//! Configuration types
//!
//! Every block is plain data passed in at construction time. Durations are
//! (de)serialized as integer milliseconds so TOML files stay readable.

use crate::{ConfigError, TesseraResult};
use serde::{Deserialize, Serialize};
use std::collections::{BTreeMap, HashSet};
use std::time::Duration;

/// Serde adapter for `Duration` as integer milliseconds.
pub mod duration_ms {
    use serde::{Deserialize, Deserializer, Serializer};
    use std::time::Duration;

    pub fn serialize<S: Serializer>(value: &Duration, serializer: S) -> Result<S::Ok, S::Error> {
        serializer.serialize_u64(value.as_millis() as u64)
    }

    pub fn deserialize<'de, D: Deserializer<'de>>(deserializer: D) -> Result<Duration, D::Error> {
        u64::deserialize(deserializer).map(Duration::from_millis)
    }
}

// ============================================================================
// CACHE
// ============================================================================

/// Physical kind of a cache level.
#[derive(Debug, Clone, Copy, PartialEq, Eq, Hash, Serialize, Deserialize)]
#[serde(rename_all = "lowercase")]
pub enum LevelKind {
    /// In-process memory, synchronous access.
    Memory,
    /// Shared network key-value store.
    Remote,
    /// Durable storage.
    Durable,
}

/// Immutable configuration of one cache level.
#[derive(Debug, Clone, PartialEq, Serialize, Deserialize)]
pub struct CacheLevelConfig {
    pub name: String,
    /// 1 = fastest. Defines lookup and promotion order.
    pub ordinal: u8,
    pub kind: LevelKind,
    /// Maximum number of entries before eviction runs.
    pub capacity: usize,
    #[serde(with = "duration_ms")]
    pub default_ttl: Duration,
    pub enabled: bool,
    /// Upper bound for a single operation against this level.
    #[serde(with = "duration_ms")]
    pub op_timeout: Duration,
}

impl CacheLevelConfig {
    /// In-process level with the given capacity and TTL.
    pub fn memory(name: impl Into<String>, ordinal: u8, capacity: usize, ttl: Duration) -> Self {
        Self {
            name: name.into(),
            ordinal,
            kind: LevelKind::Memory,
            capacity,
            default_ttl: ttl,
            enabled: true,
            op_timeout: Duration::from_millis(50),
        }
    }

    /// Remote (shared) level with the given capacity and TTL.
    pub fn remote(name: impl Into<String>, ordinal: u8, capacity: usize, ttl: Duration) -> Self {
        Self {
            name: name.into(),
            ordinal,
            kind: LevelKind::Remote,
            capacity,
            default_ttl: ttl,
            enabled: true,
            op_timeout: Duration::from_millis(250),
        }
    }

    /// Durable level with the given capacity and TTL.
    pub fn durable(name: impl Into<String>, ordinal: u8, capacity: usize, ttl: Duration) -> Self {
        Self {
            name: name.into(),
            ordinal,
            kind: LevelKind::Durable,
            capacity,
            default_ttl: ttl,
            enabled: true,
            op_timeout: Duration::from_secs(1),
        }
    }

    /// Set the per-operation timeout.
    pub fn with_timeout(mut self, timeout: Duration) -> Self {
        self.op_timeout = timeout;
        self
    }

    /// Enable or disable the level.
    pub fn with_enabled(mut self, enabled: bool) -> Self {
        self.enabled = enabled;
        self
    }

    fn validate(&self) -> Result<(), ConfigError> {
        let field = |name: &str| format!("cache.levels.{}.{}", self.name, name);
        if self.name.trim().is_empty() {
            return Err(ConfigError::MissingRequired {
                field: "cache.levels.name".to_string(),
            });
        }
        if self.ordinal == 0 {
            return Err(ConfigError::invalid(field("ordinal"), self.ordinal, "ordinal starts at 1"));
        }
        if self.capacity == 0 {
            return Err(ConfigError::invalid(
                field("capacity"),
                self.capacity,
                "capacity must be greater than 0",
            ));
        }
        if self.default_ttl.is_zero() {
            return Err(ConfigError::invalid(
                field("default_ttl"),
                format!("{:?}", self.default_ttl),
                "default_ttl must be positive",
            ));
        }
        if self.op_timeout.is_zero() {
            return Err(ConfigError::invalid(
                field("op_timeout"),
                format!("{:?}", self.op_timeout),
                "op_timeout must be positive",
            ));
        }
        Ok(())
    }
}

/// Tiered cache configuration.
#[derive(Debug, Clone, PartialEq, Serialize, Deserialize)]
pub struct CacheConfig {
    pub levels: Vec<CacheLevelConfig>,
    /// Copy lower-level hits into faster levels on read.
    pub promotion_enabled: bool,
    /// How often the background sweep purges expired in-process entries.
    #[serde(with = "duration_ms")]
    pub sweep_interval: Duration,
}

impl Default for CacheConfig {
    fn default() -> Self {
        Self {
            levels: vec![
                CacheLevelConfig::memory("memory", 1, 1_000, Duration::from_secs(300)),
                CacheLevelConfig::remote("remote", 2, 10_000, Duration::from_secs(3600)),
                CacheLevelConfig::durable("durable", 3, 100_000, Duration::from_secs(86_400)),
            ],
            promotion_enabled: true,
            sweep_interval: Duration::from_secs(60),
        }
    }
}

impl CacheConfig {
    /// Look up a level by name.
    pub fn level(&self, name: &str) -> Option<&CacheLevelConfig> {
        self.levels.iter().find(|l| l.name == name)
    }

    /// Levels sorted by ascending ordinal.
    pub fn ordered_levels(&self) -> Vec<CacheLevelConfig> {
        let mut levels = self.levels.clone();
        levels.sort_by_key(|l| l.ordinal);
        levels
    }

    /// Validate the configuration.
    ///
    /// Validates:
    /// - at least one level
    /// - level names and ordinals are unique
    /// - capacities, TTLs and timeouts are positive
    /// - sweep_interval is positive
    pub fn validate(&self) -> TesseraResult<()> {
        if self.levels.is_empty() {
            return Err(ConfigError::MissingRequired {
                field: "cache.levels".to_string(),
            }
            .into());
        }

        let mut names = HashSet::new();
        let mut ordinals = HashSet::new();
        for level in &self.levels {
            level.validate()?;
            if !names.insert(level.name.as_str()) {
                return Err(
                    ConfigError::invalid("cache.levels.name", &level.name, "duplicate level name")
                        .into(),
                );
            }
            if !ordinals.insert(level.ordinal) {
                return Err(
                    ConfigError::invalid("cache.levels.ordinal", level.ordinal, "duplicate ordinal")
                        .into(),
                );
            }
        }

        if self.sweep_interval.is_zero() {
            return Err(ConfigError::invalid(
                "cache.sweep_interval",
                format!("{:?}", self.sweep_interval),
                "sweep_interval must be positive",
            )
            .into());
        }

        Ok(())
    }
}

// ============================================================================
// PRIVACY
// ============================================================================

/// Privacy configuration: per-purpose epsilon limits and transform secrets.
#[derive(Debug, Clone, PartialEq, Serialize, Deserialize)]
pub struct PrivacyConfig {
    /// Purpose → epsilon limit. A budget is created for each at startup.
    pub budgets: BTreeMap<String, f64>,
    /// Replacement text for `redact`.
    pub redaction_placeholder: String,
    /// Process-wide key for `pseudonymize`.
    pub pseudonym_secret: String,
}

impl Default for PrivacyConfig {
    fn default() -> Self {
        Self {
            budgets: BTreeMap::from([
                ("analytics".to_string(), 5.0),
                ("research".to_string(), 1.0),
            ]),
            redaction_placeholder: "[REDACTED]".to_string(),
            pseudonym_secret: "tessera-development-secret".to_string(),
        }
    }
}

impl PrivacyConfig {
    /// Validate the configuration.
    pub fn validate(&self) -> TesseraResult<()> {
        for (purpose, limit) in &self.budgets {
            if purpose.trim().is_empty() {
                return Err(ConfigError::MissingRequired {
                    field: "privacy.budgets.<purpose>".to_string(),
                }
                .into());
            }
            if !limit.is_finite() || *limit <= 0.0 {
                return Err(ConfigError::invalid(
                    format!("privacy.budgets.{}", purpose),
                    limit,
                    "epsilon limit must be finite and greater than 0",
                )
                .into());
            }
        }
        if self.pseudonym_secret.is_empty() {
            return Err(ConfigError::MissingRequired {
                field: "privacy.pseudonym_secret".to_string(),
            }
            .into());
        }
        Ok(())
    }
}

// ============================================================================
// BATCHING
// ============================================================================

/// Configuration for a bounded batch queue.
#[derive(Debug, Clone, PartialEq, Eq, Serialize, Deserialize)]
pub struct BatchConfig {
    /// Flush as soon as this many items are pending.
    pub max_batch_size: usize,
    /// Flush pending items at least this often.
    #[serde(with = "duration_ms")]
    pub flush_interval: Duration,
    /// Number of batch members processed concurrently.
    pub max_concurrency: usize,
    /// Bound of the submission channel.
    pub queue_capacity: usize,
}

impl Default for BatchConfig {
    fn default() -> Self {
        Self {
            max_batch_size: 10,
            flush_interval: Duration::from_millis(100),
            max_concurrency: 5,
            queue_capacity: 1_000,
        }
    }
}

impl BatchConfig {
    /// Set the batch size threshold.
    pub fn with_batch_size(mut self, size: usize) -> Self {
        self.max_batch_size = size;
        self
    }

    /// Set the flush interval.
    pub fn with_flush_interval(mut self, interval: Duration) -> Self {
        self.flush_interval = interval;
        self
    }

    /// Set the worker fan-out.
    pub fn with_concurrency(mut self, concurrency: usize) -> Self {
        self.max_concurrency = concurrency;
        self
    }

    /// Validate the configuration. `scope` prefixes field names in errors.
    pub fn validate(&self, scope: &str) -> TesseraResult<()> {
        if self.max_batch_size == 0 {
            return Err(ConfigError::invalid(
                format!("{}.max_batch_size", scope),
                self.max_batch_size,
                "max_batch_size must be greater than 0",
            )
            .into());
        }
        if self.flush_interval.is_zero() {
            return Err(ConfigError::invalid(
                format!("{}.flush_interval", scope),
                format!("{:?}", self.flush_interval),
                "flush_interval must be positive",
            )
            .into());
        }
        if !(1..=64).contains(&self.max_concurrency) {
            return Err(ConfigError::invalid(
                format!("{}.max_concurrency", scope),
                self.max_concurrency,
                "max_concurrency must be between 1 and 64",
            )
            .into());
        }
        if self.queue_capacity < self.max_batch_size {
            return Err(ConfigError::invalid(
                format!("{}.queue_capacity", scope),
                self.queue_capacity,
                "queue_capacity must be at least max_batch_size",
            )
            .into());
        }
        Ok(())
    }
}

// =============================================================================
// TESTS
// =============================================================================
-----
Task details ::
Track down all lines above with the string "least" and copy them.

Task answer ::
    /// - at least one level
    /// Flush pending items at least this often.
                "queue_capacity must be at least max_batch_size",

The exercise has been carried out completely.